Semitrailer trucks ply the highways and byways of Pittsburgh every day. There are so many of them that it is natural to wonder whether all of these truck drivers are fit to drive. Federal transportation law addresses this concern with hours of service regulations. These regulations control the number of hours truck drivers can work and the number and lengths of breaks they must take. This blog post will provide a quick summary of the federal hours of service regulations.
Truck drivers may drive for up to 11 total hours after 10 hours off duty. If they mix on-duty and off-duty periods during a shift, drivers are not allowed to drive past the 14th consecutive hour after the end of the 10-hour off-duty period. This rule prevents truck drivers from working past the 14th hour after a 10-hour break even if the driver has had extensive off-duty periods during the 14-hour period.
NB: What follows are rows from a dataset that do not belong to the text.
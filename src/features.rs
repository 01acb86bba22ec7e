//! Features
//!
//! Typed descriptors for the input, output and derived fields of a model.
use crate::errors::PmmlError;
use crate::utils::items_to_strings;
use serde::{Deserialize, Serialize};
use std::fmt;
use std::str::FromStr;

/// PMML data type of a field.
#[derive(Debug, Deserialize, Serialize, Clone, Copy, PartialEq, Eq)]
#[serde(rename_all = "camelCase")]
pub enum DataType {
    Integer,
    Double,
    String,
}

impl FromStr for DataType {
    type Err = PmmlError;

    fn from_str(s: &str) -> Result<Self, Self::Err> {
        match s {
            "integer" => Ok(DataType::Integer),
            "double" => Ok(DataType::Double),
            "string" => Ok(DataType::String),
            _ => Err(PmmlError::ParseString(
                s.to_string(),
                "DataType".to_string(),
                items_to_strings(vec!["integer", "double", "string"]),
            )),
        }
    }
}

impl fmt::Display for DataType {
    fn fmt(&self, f: &mut fmt::Formatter) -> fmt::Result {
        let s = match self {
            DataType::Integer => "integer",
            DataType::Double => "double",
            DataType::String => "string",
        };
        write!(f, "{}", s)
    }
}

/// PMML operational type of a field.
#[derive(Debug, Deserialize, Serialize, Clone, Copy, PartialEq, Eq)]
#[serde(rename_all = "camelCase")]
pub enum OpType {
    Continuous,
    Categorical,
}

/// The kind of value a feature holds. Categorical kinds carry the
/// ordered, closed list of labels the feature may take.
#[derive(Debug, Deserialize, Serialize, Clone, PartialEq)]
pub enum FeatureKind {
    IntegerNumeric,
    RealNumeric,
    StringCategorical(Vec<String>),
    IntegerCategorical(Vec<String>),
}

/// A named model field.
#[derive(Debug, Deserialize, Serialize, Clone, PartialEq)]
pub struct Feature {
    name: String,
    kind: FeatureKind,
}

impl Feature {
    /// Create a feature, failing if a categorical kind has no labels.
    pub fn new(name: &str, kind: FeatureKind) -> Result<Self, PmmlError> {
        let feature = Feature {
            name: name.to_string(),
            kind,
        };
        feature.validate()?;
        Ok(feature)
    }

    /// Integer valued numeric feature. Numeric features have no labels to
    /// check, so an empty name is only rejected when the feature is
    /// validated, which every `TransformationContext` does on construction.
    pub fn integer_numeric(name: &str) -> Self {
        Feature {
            name: name.to_string(),
            kind: FeatureKind::IntegerNumeric,
        }
    }

    /// Real valued numeric feature, validated like `integer_numeric`.
    pub fn real_numeric(name: &str) -> Self {
        Feature {
            name: name.to_string(),
            kind: FeatureKind::RealNumeric,
        }
    }

    /// Categorical feature with string labels.
    ///
    /// * `name` - Field name.
    /// * `categories` - Allowed labels, in the order the model encodes them.
    pub fn string_categorical<S: ToString>(name: &str, categories: &[S]) -> Result<Self, PmmlError> {
        Self::new(
            name,
            FeatureKind::StringCategorical(categories.iter().map(|c| c.to_string()).collect()),
        )
    }

    /// Categorical feature stored as integers.
    ///
    /// * `name` - Field name.
    /// * `categories` - Allowed labels, in the order the model encodes them.
    pub fn integer_categorical<S: ToString>(name: &str, categories: &[S]) -> Result<Self, PmmlError> {
        Self::new(
            name,
            FeatureKind::IntegerCategorical(categories.iter().map(|c| c.to_string()).collect()),
        )
    }

    /// Check the invariants of a feature. Used again when features
    /// are deserialized, since serde bypasses the constructors.
    pub fn validate(&self) -> Result<(), PmmlError> {
        if self.name.is_empty() {
            return Err(PmmlError::ConfigurationError("feature name must not be empty".to_string()));
        }
        if self.is_categorical() && self.categories().is_empty() {
            return Err(PmmlError::ConfigurationError(format!(
                "categorical feature {} has no category labels",
                self.name
            )));
        }
        Ok(())
    }

    pub fn name(&self) -> &str {
        &self.name
    }

    pub fn kind(&self) -> &FeatureKind {
        &self.kind
    }

    /// Category labels, empty for numeric features.
    pub fn categories(&self) -> &[String] {
        match &self.kind {
            FeatureKind::StringCategorical(c) | FeatureKind::IntegerCategorical(c) => c.as_slice(),
            FeatureKind::IntegerNumeric | FeatureKind::RealNumeric => &[],
        }
    }

    pub fn is_categorical(&self) -> bool {
        matches!(
            self.kind,
            FeatureKind::StringCategorical(_) | FeatureKind::IntegerCategorical(_)
        )
    }

    pub fn is_numeric(&self) -> bool {
        !self.is_categorical()
    }

    pub fn op_type(&self) -> OpType {
        if self.is_categorical() {
            OpType::Categorical
        } else {
            OpType::Continuous
        }
    }

    pub fn data_type(&self) -> DataType {
        match self.kind {
            FeatureKind::IntegerNumeric | FeatureKind::IntegerCategorical(_) => DataType::Integer,
            FeatureKind::RealNumeric => DataType::Double,
            FeatureKind::StringCategorical(_) => DataType::String,
        }
    }
}

impl fmt::Display for Feature {
    fn fmt(&self, f: &mut fmt::Formatter) -> fmt::Result {
        if self.is_categorical() {
            write!(f, "{}:{}[{}]", self.name, self.data_type(), self.categories().join(","))
        } else {
            write!(f, "{}:{}", self.name, self.data_type())
        }
    }
}
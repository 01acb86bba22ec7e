mod node;

// Modules
pub mod constants;
pub mod context;
pub mod converter;
pub mod emitter;
pub mod errors;
pub mod features;
pub mod pmml;
pub mod transformation;
pub mod tree;
pub mod utils;

// Individual classes, and functions
pub use context::{TransformationContext, UsageType};
pub use converter::{ConverterMode, DecisionTreeConverter};
pub use errors::PmmlError;
pub use features::{Feature, FeatureKind};
pub use node::TreeNode;
pub use pmml::Pmml;
pub use transformation::{pmml_row, DerivedFeature, MapValues, Transformation};
pub use tree::{DecisionTreeClassifier, DecisionTreeRegressor, Tree, TreeEstimator};
use anyhow::Result;
use serde::Deserialize;

use crate::formatters::FormatterKind;
use crate::loggers::filter_parameters::FilterParameters;
use crate::middleware::DEFAULT_MAX_BODY_BYTES;
use crate::reporters::{LogLevel, LogTarget};
use crate::timings::subscriber::{DEFAULT_ELAPSED_FIELD, DEFAULT_EVENT_TARGET};

#[derive(Debug, Clone, Default, Deserialize)]
#[serde(default)]
pub struct AppConfig {
    pub server: ServerConfig,
    pub metrics: MetricsConfig,
    pub request_logging: RequestLoggingConfig,
    pub database: DatabaseConfig,
}

#[derive(Debug, Clone, Deserialize)]
#[serde(default)]
pub struct ServerConfig {
    pub host: String,
    pub port: u16,
    pub timeout_seconds: u64,
}

impl Default for ServerConfig {
    fn default() -> Self {
        Self {
            host: "127.0.0.1".to_string(),
            port: 3000,
            timeout_seconds: 30,
        }
    }
}

#[derive(Debug, Clone, Deserialize)]
#[serde(default)]
pub struct MetricsConfig {
    pub enabled: bool,
    pub port: u16,
}

impl Default for MetricsConfig {
    fn default() -> Self {
        Self {
            enabled: false,
            port: 9090,
        }
    }
}

/// Loggers that can be switched on by name from configuration.
#[derive(Debug, Clone, Copy, PartialEq, Eq, Deserialize)]
#[serde(rename_all = "snake_case")]
pub enum IncludedLogger {
    Response,
    RequestHeaders,
    ClientEnv,
    FilterParameters,
}

#[derive(Debug, Clone, Deserialize)]
#[serde(default)]
pub struct RequestLoggingConfig {
    pub include: Vec<IncludedLogger>,
    /// When set, records go to the notification bus under this key instead
    /// of the log.
    pub instrumentation_key: Option<String>,
    pub logger: LogTarget,
    pub formatter: FormatterKind,
    pub log_level: LogLevel,
    pub filtered_parameters: Vec<String>,
    pub max_body_bytes: usize,
}

impl Default for RequestLoggingConfig {
    fn default() -> Self {
        Self {
            include: Vec::new(),
            instrumentation_key: None,
            logger: LogTarget::default(),
            formatter: FormatterKind::default(),
            log_level: LogLevel::default(),
            filtered_parameters: default_filtered_parameters(),
            max_body_bytes: DEFAULT_MAX_BODY_BYTES,
        }
    }
}

fn default_filtered_parameters() -> Vec<String> {
    FilterParameters::default_keys()
        .iter()
        .map(|key| key.to_string())
        .collect()
}

#[derive(Debug, Clone, Deserialize)]
#[serde(default)]
pub struct DatabaseConfig {
    /// Install the query timing subscriber. Without it `time.db` stays 0.
    pub enabled: bool,
    pub event_target: String,
    pub elapsed_field: String,
}

impl Default for DatabaseConfig {
    fn default() -> Self {
        Self {
            enabled: false,
            event_target: DEFAULT_EVENT_TARGET.to_string(),
            elapsed_field: DEFAULT_ELAPSED_FIELD.to_string(),
        }
    }
}

impl AppConfig {
    pub fn load() -> Result<Self> {
        let config_path = std::env::var("CONFIG_PATH")
            .unwrap_or_else(|_| "config/default.yaml".to_string());

        let mut builder = config::Config::builder()
            .add_source(config::File::with_name(&config_path).required(false))
            .add_source(
                config::Environment::with_prefix("GATEWAY")
                    .separator("__")
                    .list_separator(",")
                    .with_list_parse_key("request_logging.include")
                    .with_list_parse_key("request_logging.filtered_parameters")
                    .try_parsing(true),
            );

        // Override with environment variables if present
        if let Ok(host) = std::env::var("HOST") {
            builder = builder.set_override("server.host", host)?;
        }
        if let Ok(port) = std::env::var("PORT") {
            builder = builder.set_override("server.port", port.parse::<u16>()?)?;
        }
        if let Ok(metrics_port) = std::env::var("METRICS_PORT") {
            builder = builder.set_override("metrics.port", metrics_port.parse::<u16>()?)?;
        }

        let settings = builder.build()?;
        let config: AppConfig = settings.try_deserialize()?;
        Ok(config)
    }

    pub fn from_yaml(yaml: &str) -> Result<Self> {
        let settings = config::Config::builder()
            .add_source(config::File::from_str(yaml, config::FileFormat::Yaml))
            .build()?;
        Ok(settings.try_deserialize()?)
    }
}
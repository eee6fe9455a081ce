//! Request-scoped database runtime accounting.
//!
//! Each request gets its own [`DbRuntime`]. The middleware polls the
//! downstream future inside a task-local scope holding it, so query timings
//! reported from anywhere inside that future land on the right request and
//! never on a concurrent one.

use std::future::Future;
use std::sync::atomic::{AtomicU64, Ordering};
use std::sync::Arc;
use std::time::{Duration, Instant};

use crate::parameters::round2;

pub mod subscriber;

pub use subscriber::DbRuntimeLayer;

tokio::task_local! {
    static CURRENT: DbRuntime;
}

/// Accumulated database time of one request.
#[derive(Debug, Clone, Default)]
pub struct DbRuntime {
    nanos: Arc<AtomicU64>,
}

impl DbRuntime {
    pub fn new() -> Self {
        Self::default()
    }

    pub fn reset(&self) {
        self.nanos.store(0, Ordering::Relaxed);
    }

    pub fn append(&self, elapsed: Duration) {
        let nanos = u64::try_from(elapsed.as_nanos()).unwrap_or(u64::MAX);
        self.nanos.fetch_add(nanos, Ordering::Relaxed);
    }

    pub fn elapsed(&self) -> Duration {
        Duration::from_nanos(self.nanos.load(Ordering::Relaxed))
    }

    /// Accumulated time in milliseconds, rounded to two decimals.
    pub fn read_ms(&self) -> f64 {
        round2(self.elapsed().as_secs_f64() * 1000.0)
    }

    /// Run `future` with this accumulator as the current request's.
    pub async fn scope<F: Future>(&self, future: F) -> F::Output {
        CURRENT.scope(self.clone(), future).await
    }

    /// Run `f` with this accumulator as the current request's.
    pub fn enter<R>(&self, f: impl FnOnce() -> R) -> R {
        CURRENT.sync_scope(self.clone(), f)
    }
}

/// The accumulator of the request being polled, if any.
pub fn current() -> Option<DbRuntime> {
    CURRENT.try_with(DbRuntime::clone).ok()
}

/// Add `elapsed` to the current request's database time. Outside a request
/// scope this does nothing.
pub fn append_db_runtime(elapsed: Duration) {
    let _ = CURRENT.try_with(|runtime| runtime.append(elapsed));
}

/// Time `query` and count it as database time of the current request.
pub async fn measure<F: Future>(query: F) -> F::Output {
    let start = Instant::now();
    let output = query.await;
    append_db_runtime(start.elapsed());
    output
}

#[cfg(test)]
mod tests {
    use super::*;

    #[test]
    fn test_append_and_read() {
        let runtime = DbRuntime::new();
        runtime.append(Duration::from_micros(1_500));
        runtime.append(Duration::from_micros(2_254));
        assert_eq!(runtime.read_ms(), 3.75);

        runtime.reset();
        assert_eq!(runtime.read_ms(), 0.0);
    }

    #[tokio::test]
    async fn test_append_outside_scope_is_ignored() {
        append_db_runtime(Duration::from_millis(5));
        assert!(current().is_none());
    }

    #[tokio::test]
    async fn test_scoped_append_reaches_only_its_runtime() {
        let first = DbRuntime::new();
        let second = DbRuntime::new();

        first
            .scope(async { append_db_runtime(Duration::from_millis(3)) })
            .await;
        second
            .scope(async { append_db_runtime(Duration::from_millis(7)) })
            .await;

        assert_eq!(first.read_ms(), 3.0);
        assert_eq!(second.read_ms(), 7.0);
    }

    #[test]
    fn test_enter_scopes_synchronous_work() {
        let runtime = DbRuntime::new();
        runtime.enter(|| append_db_runtime(Duration::from_millis(4)));
        assert_eq!(runtime.read_ms(), 4.0);
        assert!(current().is_none());
    }

    #[tokio::test]
    async fn test_measure_counts_elapsed_time() {
        let runtime = DbRuntime::new();
        let rows = runtime
            .scope(measure(async {
                tokio::time::sleep(Duration::from_millis(10)).await;
                42
            }))
            .await;

        assert_eq!(rows, 42);
        assert!(runtime.read_ms() >= 10.0);
    }
}
use axum::{
    body::{Body, Bytes},
    http::StatusCode,
};
use http_body::{Body as HttpBody, Frame, SizeHint};
use std::pin::Pin;
use std::task::{Context, Poll};

use super::invocation::Invocation;
use super::outcome::Outcome;
use crate::parameters::ResponseInfo;
use crate::timings::DbRuntime;

/// Response body that copies what it hands to the client for the loggers,
/// then reports the request when the body ends.
///
/// Frames pass through unchanged. At most `limit` bytes are copied; the
/// client always gets the full body. Dropped before its end, the body
/// reports what was sent so far under the response status.
pub(crate) struct LoggedBody {
    inner: Body,
    invocation: Option<Invocation>,
    response: ResponseInfo,
    captured: Vec<u8>,
    limit: usize,
    db_runtime: DbRuntime,
}

impl LoggedBody {
    pub(crate) fn new(
        inner: Body,
        invocation: Invocation,
        response: ResponseInfo,
        db_runtime: DbRuntime,
        limit: usize,
    ) -> Self {
        Self {
            inner,
            invocation: Some(invocation),
            response,
            captured: Vec::new(),
            limit,
            db_runtime,
        }
    }

    fn record(&mut self, data: &Bytes) {
        let room = self.limit.saturating_sub(self.captured.len());
        self.captured
            .extend_from_slice(&data[..data.len().min(room)]);
    }

    fn finish(&mut self, outcome: impl FnOnce(ResponseInfo) -> Outcome) {
        if let Some(mut invocation) = self.invocation.take() {
            let captured = std::mem::take(&mut self.captured);
            let response = self.response.clone().with_body(captured);
            invocation.after(&outcome(response));
        }
    }
}

impl HttpBody for LoggedBody {
    type Data = Bytes;
    type Error = axum::Error;

    fn poll_frame(
        mut self: Pin<&mut Self>,
        cx: &mut Context<'_>,
    ) -> Poll<Option<Result<Frame<Self::Data>, Self::Error>>> {
        let this = &mut *self;
        let polled = this
            .db_runtime
            .enter(|| Pin::new(&mut this.inner).poll_frame(cx));

        match polled {
            Poll::Ready(Some(Ok(frame))) => {
                if let Some(data) = frame.data_ref() {
                    this.record(data);
                }
                if this.inner.is_end_stream() {
                    this.finish(Outcome::Success);
                }
                Poll::Ready(Some(Ok(frame)))
            }
            Poll::Ready(Some(Err(err))) => {
                let message = err.to_string();
                this.finish(|_| Outcome::failure(StatusCode::INTERNAL_SERVER_ERROR, message));
                Poll::Ready(Some(Err(err)))
            }
            Poll::Ready(None) => {
                this.finish(Outcome::Success);
                Poll::Ready(None)
            }
            Poll::Pending => Poll::Pending,
        }
    }

    fn is_end_stream(&self) -> bool {
        self.inner.is_end_stream()
    }

    fn size_hint(&self) -> SizeHint {
        self.inner.size_hint()
    }
}

impl Drop for LoggedBody {
    fn drop(&mut self) {
        self.finish(Outcome::Success);
    }
}
use serde_json::Value;

use super::Reporter;
use crate::error::ReportError;
use crate::metrics;
use crate::notifications::Notifications;
use crate::parameters::Parameters;

/// Publishes the record on the notification bus under the instrumentation
/// key and feeds the request metrics labelled with it.
pub struct InstrumentationReporter {
    key: String,
    bus: Notifications,
}

impl InstrumentationReporter {
    pub fn new(key: impl Into<String>, bus: Notifications) -> Self {
        Self {
            key: key.into(),
            bus,
        }
    }
}

impl Reporter for InstrumentationReporter {
    fn perform(&self, parameters: &Parameters) -> Result<(), ReportError> {
        let status = parameters
            .get("status")
            .and_then(Value::as_u64)
            .and_then(|s| u16::try_from(s).ok())
            .unwrap_or(0);
        let time = parameters.get("time");
        let total_ms = time
            .and_then(|t| t.get("total"))
            .and_then(Value::as_f64)
            .unwrap_or_default();
        let db_ms = time
            .and_then(|t| t.get("db"))
            .and_then(Value::as_f64)
            .unwrap_or_default();

        metrics::record_instrumented_request(&self.key, status, total_ms, db_ms);
        self.bus
            .instrument(&self.key, Value::Object(parameters.clone()));
        Ok(())
    }
}
//! Destinations for the finished request record.

use crate::error::ReportError;
use crate::parameters::Parameters;

pub mod instrumentation;
pub mod logger;

pub use instrumentation::InstrumentationReporter;
pub use logger::{LogLevel, LogReporter, LogSink, LogTarget, TracingSink, WriterSink};

/// Receives each request's record exactly once.
pub trait Reporter: Send + Sync {
    fn perform(&self, parameters: &Parameters) -> Result<(), ReportError>;
}
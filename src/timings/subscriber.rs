use std::time::Duration;

use tracing::field::{Field, Visit};
use tracing::{Event, Subscriber};
use tracing_subscriber::layer::{Context, Layer};

use super::append_db_runtime;

pub const DEFAULT_EVENT_TARGET: &str = "sqlx::query";
pub const DEFAULT_ELAPSED_FIELD: &str = "elapsed_secs";

/// Feeds query-completed events emitted by the database layer into the
/// current request's [`DbRuntime`](super::DbRuntime).
///
/// An event counts when its target equals `target` and it carries the
/// elapsed seconds of the query as a float in `elapsed_field`.
#[derive(Debug, Clone)]
pub struct DbRuntimeLayer {
    target: String,
    elapsed_field: String,
}

impl DbRuntimeLayer {
    pub fn new(target: impl Into<String>, elapsed_field: impl Into<String>) -> Self {
        Self {
            target: target.into(),
            elapsed_field: elapsed_field.into(),
        }
    }
}

impl Default for DbRuntimeLayer {
    fn default() -> Self {
        Self::new(DEFAULT_EVENT_TARGET, DEFAULT_ELAPSED_FIELD)
    }
}

impl<S: Subscriber> Layer<S> for DbRuntimeLayer {
    fn on_event(&self, event: &Event<'_>, _ctx: Context<'_, S>) {
        if event.metadata().target() != self.target {
            return;
        }

        let mut visitor = ElapsedVisitor {
            field: &self.elapsed_field,
            seconds: None,
        };
        event.record(&mut visitor);

        if let Some(seconds) = visitor.seconds {
            if seconds.is_finite() && seconds >= 0.0 {
                append_db_runtime(Duration::from_secs_f64(seconds));
            }
        }
    }
}

struct ElapsedVisitor<'a> {
    field: &'a str,
    seconds: Option<f64>,
}

impl Visit for ElapsedVisitor<'_> {
    fn record_f64(&mut self, field: &Field, value: f64) {
        if field.name() == self.field {
            self.seconds = Some(value);
        }
    }

    fn record_debug(&mut self, _field: &Field, _value: &dyn std::fmt::Debug) {}
}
Furthermore, truck drivers may only drive if it has been eight hours or less since their last off-duty or break period of at least 30 minutes. This encourages drivers to take a break after driving for eight hours. Also, a truck driver may not drive after 60 total hours on duty in seven days - or 70 total hours on duty over eight days. The driver may resume driving after 34 or more consecutive hours off duty.
Truck drivers are expected to make note of all their work and break periods in logbooks. These logbooks are subject to inspection by Pennsylvania authorities. A truck driver may be penalized for violating the hours of service rules. The logbooks may also be evidence if truck driver fatigue contributes to a serious truck accident.